In unrelated efforts, Novell, Sun and Computer Associates are proposing that various directory technologies be used for building and improving Web services registries, as opposed to relational databases used today:
Web services range from a collection of dynamic XML-based applications that can be located and executed over the Internet to simple interfaces for integrating unlike systems. The UDDI Community, the organization that provides a registry of these services, doesn't care which underlying infrastructure is used - whether it is an SQL database, XML database or directory.
"The UDDI Community has no particular view on how people implement the specification," says Siva Darivemula, market manager for WebSphere Strategic Business Initiatives at IBM and a member of the marketing committee for the UDDI Community.
Users and analysts have mixed opinions on how implementation should take place.
Peter Strifas, senior directory engineer for Mount Sinai-New York University Health Organization, says he sees advantages of directory and relational database technologies.
"I can run [a relational database] on some very reliable hardware so it's very highly scalable," Strifas says. "But, with Novell's DirXML and eDirectory, I can set up a directory tree to handle UDDI services and manage it via traditional tools and processes. That would be an advantage to installing a relational database with an XML layer on top, which would require specialized skills my organization may not have available."
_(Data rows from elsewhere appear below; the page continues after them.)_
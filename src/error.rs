use thiserror::Error;

/// Errors raised by the provider bridge.
///
/// Provider and database failures carry enough context to be correlated with
/// the persisted transaction log, but none of it is meant for end users: the
/// HTTP layer maps every variant to a generic error page.
#[derive(Error, Debug)]
pub enum BridgeError {
    #[error("Provider error: {0}")]
    Provider(String),
    #[error("Database error: {0}")]
    Database(String),
    #[error("Invalid notification version: {0}")]
    InvalidVersion(String),
    #[error("Signing error: {0}")]
    Signing(String),
    #[error("Internal error: {0}")]
    Internal(String),
    #[error("CSV error: {0}")]
    Csv(#[from] csv::Error),
    #[error("IO error: {0}")]
    Io(#[from] std::io::Error),
}

#[cfg(feature = "storage-rocksdb")]
impl From<rocksdb::Error> for BridgeError {
    fn from(err: rocksdb::Error) -> Self {
        BridgeError::Database(err.to_string())
    }
}

pub type Result<T> = std::result::Result<T, BridgeError>;
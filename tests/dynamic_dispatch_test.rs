use chrono::Utc;
use paybridge::domain::payment::PaymentId;
use paybridge::domain::ports::{NotificationSinkBox, TransactionLogBox};
use paybridge::domain::transaction::{ProviderTransaction, TransactionType};
use paybridge::infrastructure::in_memory::{InMemoryNotificationSink, InMemoryTransactionLog};

#[tokio::test]
async fn test_ports_as_trait_objects() {
    let log: TransactionLogBox = Box::new(InMemoryTransactionLog::new());
    let sink = InMemoryNotificationSink::new();
    let sink_box: NotificationSinkBox = Box::new(sink.clone());

    let tx = ProviderTransaction::new(PaymentId::new(1, 1), TransactionType::GetPayment, Utc::now());

    // Verify Send + Sync by spawning tasks
    let log_handle = tokio::spawn(async move {
        log.append(tx).await.unwrap();
        log.latest(PaymentId::new(1, 1)).await.unwrap().unwrap()
    });

    let sink_handle = tokio::spawn(async move {
        let mut notification = paybridge::notification::constructor_for("2").unwrap()(
            &PaymentId::new(1, 1).encoded(),
            &paybridge::domain::payment::Payment::new(
                PaymentId::new(1, 1),
                rust_decimal::Decimal::ONE,
                "EUR",
            ),
        )
        .unwrap();
        notification.sign(Utc::now(), "k", b"secret").unwrap();
        let reader = notification.reader().unwrap();
        sink_box
            .deliver(notification.identification(), reader)
            .await
            .unwrap();
    });

    let latest = log_handle.await.unwrap();
    assert_eq!(latest.r#type, TransactionType::GetPayment);

    sink_handle.await.unwrap();
    assert_eq!(sink.delivered().await.len(), 1);
}

#[tokio::test]
async fn test_concurrent_appends_across_payments() {
    let log = InMemoryTransactionLog::new();

    let mut handles = Vec::new();
    for payment in 1..=50u64 {
        let log: TransactionLogBox = Box::new(log.clone());
        handles.push(tokio::spawn(async move {
            let id = PaymentId::new(1, payment);
            log.append(ProviderTransaction::new(id, TransactionType::CreatePayment, Utc::now()))
                .await
                .unwrap();
            log.append(
                ProviderTransaction::new(id, TransactionType::CreatePaymentResponse, Utc::now())
                    .with_state("created"),
            )
            .await
            .unwrap();
        }));
    }
    for handle in handles {
        handle.await.unwrap();
    }

    let log: TransactionLogBox = Box::new(log);
    for payment in 1..=50u64 {
        let latest = log.latest(PaymentId::new(1, payment)).await.unwrap().unwrap();
        assert_eq!(latest.r#type, TransactionType::CreatePaymentResponse);
    }
}
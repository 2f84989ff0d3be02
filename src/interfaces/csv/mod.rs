pub mod status_writer;
pub mod transaction_reader;
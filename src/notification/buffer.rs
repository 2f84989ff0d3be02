use std::fmt;
use std::io::{self, Cursor, Read};
use std::ops::{Deref, DerefMut};
use std::sync::{Arc, LazyLock, Mutex};

const MAX_POOLED: usize = 64;
const MAX_RETAINED_CAPACITY: usize = 64 * 1024;

static SHARED_POOL: LazyLock<BufferPool> = LazyLock::new(BufferPool::default);

/// A pool of reusable byte buffers for rendering notification bodies.
///
/// Buffers are handed out as [`PooledBuffer`] guards and go back to the pool
/// when the guard is dropped, so every exit path releases them.
#[derive(Default, Clone)]
pub struct BufferPool {
    free: Arc<Mutex<Vec<Vec<u8>>>>,
}

impl BufferPool {
    pub fn new() -> Self {
        Self::default()
    }

    /// The process-wide pool used by notification encoders.
    pub fn shared() -> &'static BufferPool {
        &SHARED_POOL
    }

    pub fn acquire(&self) -> PooledBuffer {
        let buf = self
            .free
            .lock()
            .unwrap_or_else(|poisoned| poisoned.into_inner())
            .pop()
            .unwrap_or_default();
        PooledBuffer {
            buf,
            pool: self.clone(),
        }
    }

    /// Number of idle buffers waiting for reuse.
    pub fn idle(&self) -> usize {
        self.free
            .lock()
            .unwrap_or_else(|poisoned| poisoned.into_inner())
            .len()
    }

    fn release(&self, mut buf: Vec<u8>) {
        if buf.capacity() > MAX_RETAINED_CAPACITY {
            return;
        }
        buf.clear();
        let mut free = self
            .free
            .lock()
            .unwrap_or_else(|poisoned| poisoned.into_inner());
        if free.len() < MAX_POOLED {
            free.push(buf);
        }
    }
}

/// A buffer on loan from a [`BufferPool`].
pub struct PooledBuffer {
    buf: Vec<u8>,
    pool: BufferPool,
}

impl Deref for PooledBuffer {
    type Target = Vec<u8>;

    fn deref(&self) -> &Self::Target {
        &self.buf
    }
}

impl DerefMut for PooledBuffer {
    fn deref_mut(&mut self) -> &mut Self::Target {
        &mut self.buf
    }
}

impl AsRef<[u8]> for PooledBuffer {
    fn as_ref(&self) -> &[u8] {
        &self.buf
    }
}

impl fmt::Debug for PooledBuffer {
    fn fmt(&self, f: &mut fmt::Formatter<'_>) -> fmt::Result {
        f.debug_struct("PooledBuffer").field("len", &self.len()).finish()
    }
}

impl Drop for PooledBuffer {
    fn drop(&mut self) {
        self.pool.release(std::mem::take(&mut self.buf));
    }
}

/// Single-use byte stream over a signed notification.
///
/// Owns the pooled buffer holding the serialized body; the buffer returns to
/// its pool once the reader is dropped.
pub struct NotificationReader {
    inner: Cursor<PooledBuffer>,
}

impl NotificationReader {
    pub(crate) fn new(buf: PooledBuffer) -> Self {
        Self {
            inner: Cursor::new(buf),
        }
    }

    /// Bytes not yet read.
    pub fn remaining(&self) -> usize {
        let read = usize::try_from(self.inner.position()).unwrap_or(usize::MAX);
        self.inner.get_ref().len().saturating_sub(read)
    }
}

impl Read for NotificationReader {
    fn read(&mut self, out: &mut [u8]) -> io::Result<usize> {
        self.inner.read(out)
    }
}

impl fmt::Debug for NotificationReader {
    fn fmt(&self, f: &mut fmt::Formatter<'_>) -> fmt::Result {
        f.debug_struct("NotificationReader")
            .field("len", &self.inner.get_ref().len())
            .field("pos", &self.inner.position())
            .finish()
    }
}
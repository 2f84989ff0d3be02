//! Application layer: the provider driver, the status resolver and the
//! polling bridge built on top of it.

pub mod driver;
pub mod polling;
pub mod resolver;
Novell, Sun and CA say that directories already provide some of the capabilities that need to be bolted on to databases - features such as integrated resource management, authentication and access control, and replication and synchronization services that affect the global distribution of information.
"With a registry, you write to it a few times, read it a lot and need to have high-speed and secure access to it and the ability to replicate it," says Winston Bumpus, director of standards at Novell. "This is what directories are designed to do."
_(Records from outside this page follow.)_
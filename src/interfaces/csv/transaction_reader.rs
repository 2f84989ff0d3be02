use crate::domain::payment::PaymentId;
use crate::domain::transaction::{ProviderTransaction, TransactionType};
use crate::error::{BridgeError, Result};
use chrono::{DateTime, Utc};
use csv::ByteRecord;
use serde::Deserialize;
use std::io::Read;

const DATA_COLUMN: &[u8] = b"data";

/// The typed columns of a provider transaction export.
///
/// The payload column is not part of it: it is copied from the raw record
/// so that the provider body is kept byte-for-byte.
#[derive(Debug, Deserialize)]
struct TransactionRecord {
    project: u64,
    payment: u64,
    timestamp: DateTime<Utc>,
    r#type: TransactionType,
    #[serde(default)]
    state: Option<String>,
    #[serde(default)]
    reference: Option<String>,
}

impl From<TransactionRecord> for ProviderTransaction {
    fn from(record: TransactionRecord) -> Self {
        let mut tx = ProviderTransaction::new(
            PaymentId::new(record.project, record.payment),
            record.r#type,
            record.timestamp,
        );
        tx.provider_state = record.state.filter(|s| !s.is_empty());
        tx.provider_ref = record.reference.filter(|s| !s.is_empty());
        tx
    }
}

/// Reads provider transactions from a CSV source.
///
/// Expected header: `project, payment, timestamp, type, state, reference, data`.
/// Whitespace is trimmed around every field except `data`, and trailing
/// optional columns may be omitted.
pub struct TransactionReader<R: Read> {
    reader: csv::Reader<R>,
}

impl<R: Read> TransactionReader<R> {
    /// Creates a new `TransactionReader` from any `Read` source (e.g., File, Stdin).
    pub fn new(source: R) -> Self {
        let reader = csv::ReaderBuilder::new()
            .trim(csv::Trim::Headers)
            .flexible(true)
            .from_reader(source);
        Self { reader }
    }

    /// Returns an iterator that lazily reads and deserializes transactions.
    pub fn transactions(mut self) -> impl Iterator<Item = Result<ProviderTransaction>> {
        let (headers, header_error) = match self.reader.byte_headers() {
            Ok(headers) => (headers.clone(), None),
            Err(e) => (ByteRecord::new(), Some(BridgeError::from(e))),
        };
        let data_column = headers.iter().position(|name| name == DATA_COLUMN);

        header_error.map(Err).into_iter().chain(
            self.reader
                .into_byte_records()
                .map(move |row| parse_row(&headers, data_column, &row?)),
        )
    }
}

fn parse_row(
    headers: &ByteRecord,
    data_column: Option<usize>,
    raw: &ByteRecord,
) -> Result<ProviderTransaction> {
    let typed: ByteRecord = raw
        .iter()
        .enumerate()
        .map(|(i, field)| {
            if Some(i) == data_column {
                &[][..]
            } else {
                field.trim_ascii()
            }
        })
        .collect();
    let record: TransactionRecord = typed.deserialize(Some(headers))?;

    let mut tx = ProviderTransaction::from(record);
    if let Some(data) = data_column.and_then(|i| raw.get(i)) {
        tx.data = data.to_vec();
    }
    Ok(tx)
}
Don LeClair, vice president in CA's Office of the CTO, agrees.
"If you look at the kinds of structures UDDI registries have, they are basically multilayer hierarchies where you define your company and the services you offer," LeClair says. "Relational databases are not particularly well-suited to doing queries across hierarchies, so you have to do a lot of work that does those queries in a scalable, very fast way."
The current UDDI registries posted by IBM, Microsoft and Hewlett-Packard use relational databases to store information.